What You Need To Know

  • IDEA Hope College Preparatory School is sending 100 eighth graders to Tallahassee for an overnight college visit/field lesson in March

  • For 16 consecutive years, nearly 100 percent of IDEA Public Schools graduates have gone on to college, with more than 70 percent being the first in their family to attend college

  • The school had started fundraising efforts to pay for this upcoming college visit but in the last week they got a donation from the Vinik Family Foundation

  • According to the Education Data Initiative, when it comes to college enrollment, Black students make up 13%. Twenty percent are Hispanic and more than 50% are white

“Even with our COVID gap, our college counselors reached out to each individual student to make sure they’re still getting the credit stuff they need and that they’re still going to college,” said Leslie Ortiz, Idea Hope Assistant Principal. “In fact, they actually meet our students at those colleges to make sure they have their schedules and ready to go so we make sure our vision and mission doesn’t stop at high school.”

Ortiz said the majority of their students are African American. Because of the disparities when it comes to education, school officials said they’re being intentional about exposing children to college. 

“We don’t want to wait too long to where they’re in high school and college may seem like an afterthought,” said Vernon White, a teacher at the school. “We want them to know right now to build their college identity and understand people who look like them can go to college.”

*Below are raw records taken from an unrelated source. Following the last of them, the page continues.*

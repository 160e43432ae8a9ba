//! # Listing Filters
//!
//! A [`ClinicFilters`] value is split in two. The store evaluates the part it can index
//! (status, countries, minimum rating) together with the rating order and the page cap; the
//! rest (services, city, region, price bounds) is applied in memory to the page that comes
//! back.
//!
//! Because the cap is applied before the in-memory filters, a full page combined with
//! secondary filters may hide matches that ranked below the cap. Callers detect this with
//! [`ClinicFilters::has_secondary_filters`].

use crate::model::{Clinic, ClinicStatus};
use resource_store::{Direction, Filter, Query};

/// Filters of the public clinic listing. Empty lists and `None` mean "no constraint".
#[derive(Debug, Clone, Default, PartialEq)]
pub struct ClinicFilters {
    /// Country codes; a clinic matches any of them.
    pub countries: Vec<String>,
    /// Exact region code.
    pub region: Option<String>,
    /// Case-insensitive substring of the city.
    pub city: Option<String>,
    /// A clinic must offer every listed service.
    pub services: Vec<String>,
    /// Inclusive lower bound on the rating. Zero and NaN mean no constraint.
    pub min_rating: Option<f64>,
    /// Inclusive lower bound on the cheapest price.
    pub min_price: Option<f64>,
    /// Inclusive upper bound on the most expensive price.
    pub max_price: Option<f64>,
}

impl ClinicFilters {
    /// The store-side query: published clinics, best rated first, at most `cap` of them.
    pub fn server_query(&self, cap: usize) -> Query {
        let mut query =
            Query::new().filter(Filter::eq("status", ClinicStatus::Published.as_str()));

        if !self.countries.is_empty() {
            query = query.filter(Filter::is_in("address.country", self.countries.clone()));
        }
        let min_rating = self
            .min_rating
            .filter(|rating| !rating.is_nan() && *rating != 0.0);
        if let Some(min_rating) = min_rating {
            query = query.filter(Filter::gte("rating", min_rating));
        }

        query.order_by("rating", Direction::Descending).limit(cap)
    }

    /// Whether any filter is evaluated in memory after the capped fetch.
    pub fn has_secondary_filters(&self) -> bool {
        !self.services.is_empty()
            || self.city_needle().is_some()
            || self.region_filter().is_some()
            || self.min_price.is_some()
            || self.max_price.is_some()
    }

    /// Applies the in-memory filters, keeping the store's order.
    pub fn apply_secondary(&self, clinics: Vec<Clinic>) -> Vec<Clinic> {
        let needle = self.city_needle();
        clinics
            .into_iter()
            .filter(|clinic| self.matches_secondary(clinic, needle.as_deref()))
            .collect()
    }

    fn matches_secondary(&self, clinic: &Clinic, city_needle: Option<&str>) -> bool {
        let offers_services = self
            .services
            .iter()
            .all(|service| clinic.services.contains(service));
        let in_city = city_needle
            .map_or(true, |needle| clinic.address.city.to_lowercase().contains(needle));
        let in_region = self
            .region_filter()
            .map_or(true, |region| clinic.address.region.as_deref() == Some(region));
        let above_min = self
            .min_price
            .map_or(true, |min| clinic.price_range.min >= min);
        let below_max = self
            .max_price
            .map_or(true, |max| clinic.price_range.max <= max);

        offers_services && in_city && in_region && above_min && below_max
    }

    fn city_needle(&self) -> Option<String> {
        self.city
            .as_deref()
            .filter(|city| !city.is_empty())
            .map(str::to_lowercase)
    }

    fn region_filter(&self) -> Option<&str> {
        self.region.as_deref().filter(|region| !region.is_empty())
    }
}
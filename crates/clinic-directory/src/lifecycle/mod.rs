//! # System Lifecycle & Orchestration
//!
//! Starting, wiring and stopping the directory's background tasks.
//!
//! ## The DirectorySystem Pattern
//!
//! [`DirectorySystem`] creates everything first and wires it second:
//!
//! 1. **Creation** - the clinic store actor and the identity provider
//! 2. **Start** - the store's run loop and the auth holder in their own Tokio tasks
//! 3. **Indexes** - the composite indexes are declared on the running store
//! 4. **Wiring** - the clinic client receives the store client, the auth state and the feed
//!
//! Observable state is passed to the client explicitly; there are no process-wide
//! singletons.
//!
//! ## Graceful Shutdown
//!
//! 1. **Drop the senders** - the clinic client and the identity provider
//! 2. **Tasks detect closure** - `recv()` / `changed()` report the closed channel
//! 3. **Await completion** - both task handles are awaited
//!
//! Logging is set up separately with
//! [`resource_store::tracing::setup_tracing`]; see that module for the `RUST_LOG` options.

pub mod directory_system;

pub use directory_system::*;
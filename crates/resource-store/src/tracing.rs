//! # Observability & Tracing
//!
//! Structured logging for every collection and client.
//!
//! The subscriber uses a compact format without the module prefix (`with_target(false)`); each
//! actor log line carries an `entity_type` field naming its collection instead. Levels come from
//! the `RUST_LOG` environment variable.
//!
//! ## What Gets Traced
//!
//! - **Actor Lifecycle**: startup and shutdown with the final document count
//! - **Document Writes**: Create, Update and Action at `info`, with payloads at `debug`
//! - **Queries**: the full query at `debug`, the match count, and rejected queries at `warn`
//! - **Indexes**: every declaration, and whether it already existed
//!
//! ```bash
//! RUST_LOG=info cargo run
//! RUST_LOG=debug cargo run --bin create-indexes
//! ```
//!
//! With `RUST_LOG=info` a publish looks like:
//!
//! ```text
//! INFO Created entity_type="clinics" id=6f1c... size=1
//! INFO publish_clinic: Sending publish to actor
//! INFO Action ok entity_type="clinics" id=6f1c...
//! ```

/// Installs the global subscriber. Call once, at the start of `main`.
pub fn setup_tracing() {
    tracing_subscriber::fmt()
        .with_env_filter(tracing_subscriber::EnvFilter::from_default_env())
        .with_target(false)
        .compact()
        .init();
}
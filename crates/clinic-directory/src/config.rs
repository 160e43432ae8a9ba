//! Runtime configuration loaded from environment variables.
//!
//! A `.env` file in the working directory is loaded first when present (development).

use dotenvy::dotenv;
use std::env;
use std::path::PathBuf;
use thiserror::Error;

pub const DEFAULT_PAGE_LIMIT: usize = 50;
pub const DEFAULT_STORE_BUFFER: usize = 32;

/// Errors raised while loading configuration or reference data. All are fatal at startup.
#[derive(Debug, Error)]
pub enum ConfigError {
    #[error("{0} must be set")]
    Missing(&'static str),

    #[error("{name} must be a positive number, got {value:?}")]
    InvalidNumber { name: &'static str, value: String },

    #[error("Failed to read reference data from {path}: {source}")]
    ReadReferenceData {
        path: PathBuf,
        #[source]
        source: std::io::Error,
    },

    #[error("Invalid reference data: {0}")]
    ParseReferenceData(#[from] serde_json::Error),
}

/// Identity-provider and store settings for the directory.
#[derive(Debug, Clone)]
pub struct DirectoryConfig {
    pub api_key: String,
    pub auth_domain: String,
    pub project_id: Option<String>,
    pub storage_bucket: Option<String>,
    pub messaging_sender_id: Option<String>,
    pub app_id: Option<String>,
    /// Replaces the embedded country table when set.
    pub countries_path: Option<PathBuf>,
    /// Server-side cap on published-clinic listings.
    pub page_limit: usize,
    /// Request channel capacity of the clinic store.
    pub store_buffer: usize,
}

impl DirectoryConfig {
    /// Load configuration from environment variables
    pub fn from_env() -> Result<Self, ConfigError> {
        // Load .env file if present (development)
        let _ = dotenv();
        Self::from_lookup(|name| env::var(name).ok())
    }

    /// Builds the configuration from any variable source.
    pub fn from_lookup(lookup: impl Fn(&str) -> Option<String>) -> Result<Self, ConfigError> {
        let optional = |name: &str| lookup(name).filter(|value| !value.is_empty());
        let required = |name: &'static str| optional(name).ok_or(ConfigError::Missing(name));

        Ok(Self {
            api_key: required("CLINIC_API_KEY")?,
            auth_domain: required("CLINIC_AUTH_DOMAIN")?,
            project_id: optional("CLINIC_PROJECT_ID"),
            storage_bucket: optional("CLINIC_STORAGE_BUCKET"),
            messaging_sender_id: optional("CLINIC_MESSAGING_SENDER_ID"),
            app_id: optional("CLINIC_APP_ID"),
            countries_path: optional("CLINIC_COUNTRIES_PATH").map(PathBuf::from),
            page_limit: positive(
                "CLINIC_PAGE_LIMIT",
                optional("CLINIC_PAGE_LIMIT"),
                DEFAULT_PAGE_LIMIT,
            )?,
            store_buffer: positive(
                "CLINIC_STORE_BUFFER",
                optional("CLINIC_STORE_BUFFER"),
                DEFAULT_STORE_BUFFER,
            )?,
        })
    }
}

/// Service-account credentials used by the index provisioning tool.
#[derive(Clone)]
pub struct AdminCredentials {
    pub project_id: String,
    pub client_email: String,
    pub private_key: String,
}

impl std::fmt::Debug for AdminCredentials {
    fn fmt(&self, f: &mut std::fmt::Formatter<'_>) -> std::fmt::Result {
        f.debug_struct("AdminCredentials")
            .field("project_id", &self.project_id)
            .field("client_email", &self.client_email)
            .field("private_key", &"<redacted>")
            .finish()
    }
}

impl AdminCredentials {
    pub fn from_env() -> Result<Self, ConfigError> {
        let _ = dotenv();
        Self::from_lookup(|name| env::var(name).ok())
    }

    /// Escaped `\n` sequences in the private key are expanded to newlines.
    pub fn from_lookup(lookup: impl Fn(&str) -> Option<String>) -> Result<Self, ConfigError> {
        let required = |name: &'static str| {
            lookup(name)
                .filter(|value| !value.is_empty())
                .ok_or(ConfigError::Missing(name))
        };

        Ok(Self {
            project_id: required("CLINIC_PROJECT_ID")?,
            client_email: required("CLINIC_CLIENT_EMAIL")?,
            private_key: required("CLINIC_PRIVATE_KEY")?.replace("\\n", "\n"),
        })
    }
}

fn positive(name: &'static str, raw: Option<String>, default: usize) -> Result<usize, ConfigError> {
    let Some(raw) = raw else {
        return Ok(default);
    };
    match raw.trim().parse::<usize>() {
        Ok(value) if value > 0 => Ok(value),
        _ => Err(ConfigError::InvalidNumber { name, value: raw }),
    }
}
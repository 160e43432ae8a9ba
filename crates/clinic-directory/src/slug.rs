//! URL slugs for clinic pages.
//!
//! A slug is lowercase ASCII letters, digits, `_` and single interior hyphens, e.g.
//! `smile-dental-berlin`.

use std::collections::HashSet;

/// Derives a slug from a display name.
///
/// Characters other than ASCII word characters, whitespace and `-` are dropped; runs of
/// whitespace and hyphens become one hyphen; hyphens never lead or trail.
///
/// ```rust
/// use clinic_directory::slug::generate_slug;
///
/// assert_eq!(generate_slug("  Smile & Care -- Dental! "), "smile-care-dental");
/// assert_eq!(generate_slug("Zahnarzt Müller"), "zahnarzt-mller");
/// ```
pub fn generate_slug(name: &str) -> String {
    let mut slug = String::with_capacity(name.len());
    let mut pending_hyphen = false;

    for ch in name.to_lowercase().chars() {
        if ch.is_ascii_alphanumeric() || ch == '_' {
            if pending_hyphen && !slug.is_empty() {
                slug.push('-');
            }
            pending_hyphen = false;
            slug.push(ch);
        } else if ch.is_whitespace() || ch == '-' {
            pending_hyphen = true;
        }
    }

    slug
}

/// Derives a slug that is absent from `existing`.
///
/// Tries the plain slug first, then `<slug>-1`, `<slug>-2`, ... When the name yields no slug
/// characters at all the candidates are the bare counters `1`, `2`, ... so the result is
/// never empty.
pub fn generate_unique_slug(name: &str, existing: &HashSet<String>) -> String {
    let base = generate_slug(name);
    if !base.is_empty() && !existing.contains(&base) {
        return base;
    }

    let mut counter: u64 = 1;
    loop {
        let candidate = if base.is_empty() {
            counter.to_string()
        } else {
            format!("{base}-{counter}")
        };
        if !existing.contains(&candidate) {
            return candidate;
        }
        counter += 1;
    }
}

/// Return `true` when `value` has the shape [`generate_slug`] produces.
pub fn is_valid_slug(value: &str) -> bool {
    is_trimmed_non_empty(value) && has_allowed_slug_chars(value) && has_clean_hyphens(value)
}

fn is_trimmed_non_empty(value: &str) -> bool {
    !value.is_empty() && value.trim() == value
}

fn has_allowed_slug_chars(value: &str) -> bool {
    value
        .chars()
        .all(|ch| ch.is_ascii_lowercase() || ch.is_ascii_digit() || ch == '_' || ch == '-')
}

fn has_clean_hyphens(value: &str) -> bool {
    !value.starts_with('-') && !value.ends_with('-') && !value.contains("--")
}

#[cfg(test)]
mod tests {
    use super::*;
    use proptest::prelude::*;
    use rstest::rstest;

    fn taken(slugs: &[&str]) -> HashSet<String> {
        slugs.iter().map(|s| s.to_string()).collect()
    }

    #[rstest]
    #[case::plain("Smile Dental", "smile-dental")]
    #[case::padded("   Smile   Dental   ", "smile-dental")]
    #[case::punctuation("Dr. Smith's Clinic!", "dr-smiths-clinic")]
    #[case::hyphen_runs("North -- South", "north-south")]
    #[case::edge_hyphens("-Dental-", "dental")]
    #[case::underscore("clinic_one", "clinic_one")]
    #[case::non_ascii("Clínica Dental Ñandú", "clnica-dental-and")]
    #[case::only_symbols("!!!", "")]
    #[case::empty("", "")]
    fn test_generate_slug(#[case] name: &str, #[case] expected: &str) {
        assert_eq!(generate_slug(name), expected);
    }

    #[test]
    fn test_unique_slug_appends_counter() {
        assert_eq!(generate_unique_slug("Smile Dental", &taken(&[])), "smile-dental");
        assert_eq!(
            generate_unique_slug("Smile Dental", &taken(&["smile-dental"])),
            "smile-dental-1"
        );
        assert_eq!(
            generate_unique_slug(
                "Smile Dental",
                &taken(&["smile-dental", "smile-dental-1", "smile-dental-2"])
            ),
            "smile-dental-3"
        );
    }

    #[test]
    fn test_unique_slug_for_empty_base() {
        assert_eq!(generate_unique_slug("???", &taken(&[])), "1");
        assert_eq!(generate_unique_slug("???", &taken(&["1", "2"])), "3");
    }

    #[rstest]
    #[case("smile-dental", true)]
    #[case("clinic_42", true)]
    #[case("", false)]
    #[case(" smile", false)]
    #[case("Smile", false)]
    #[case("-smile", false)]
    #[case("smile-", false)]
    #[case("smile--dental", false)]
    #[case("smile dental", false)]
    fn test_is_valid_slug(#[case] value: &str, #[case] expected: bool) {
        assert_eq!(is_valid_slug(value), expected);
    }

    proptest! {
        #[test]
        fn prop_slug_shape(name in "\\PC{0,40}") {
            let slug = generate_slug(&name);
            prop_assert!(slug.is_empty() || is_valid_slug(&slug), "bad slug {:?}", slug);
        }

        #[test]
        fn prop_unique_slug_is_fresh(
            name in "[A-Za-z !-]{0,20}",
            existing in proptest::collection::hash_set("[a-z-]{0,12}(-[0-9])?", 0..20),
        ) {
            let slug = generate_unique_slug(&name, &existing);
            prop_assert!(!existing.contains(&slug));
            prop_assert!(!slug.is_empty());
        }

        #[test]
        fn prop_unique_slug_with_own_collisions(name in "[A-Za-z ]{1,20}", taken in 0usize..10) {
            let base = generate_slug(&name);
            let mut existing: HashSet<String> = HashSet::new();
            if !base.is_empty() {
                existing.insert(base.clone());
                for n in 1..=taken {
                    existing.insert(format!("{base}-{n}"));
                }
            }
            let slug = generate_unique_slug(&name, &existing);
            prop_assert!(!existing.contains(&slug));
        }
    }
}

That representation is important for eighth-grade students, like Nubia Pesina.

“My dad really wants me to go to college,” she said. “He says he came here for a reason.”

Pesina said her father has worked tirelessly since their family moved to the Tampa Bay area from Mexico. Focusing on college is how she plans to make it all worth it.

“I want to change my and my family’s life,” Pesina said. “I would try to get my dad into retirement as fast as I can and provide everything for him that he got me.”

That’s the same kind of motivation student James Leysath has.

“My mom, she has her ups and downs, and she wants me to not struggle how she did,” Leysath said. “And she wants to make sure that my life will go perfect.”

For students like Leysath and Pesina, that perfection starts at their school that’s already planned a trip to take them on a college visit — which was a surprise to their families.

“I really don’t know any kids going on trips outside of IDEA that’s going on trips like this. My brother is a senior, and he was talking to me about it and he said he never went on a field trip like this,” Leysath said.

It’s an experience that could change their lives.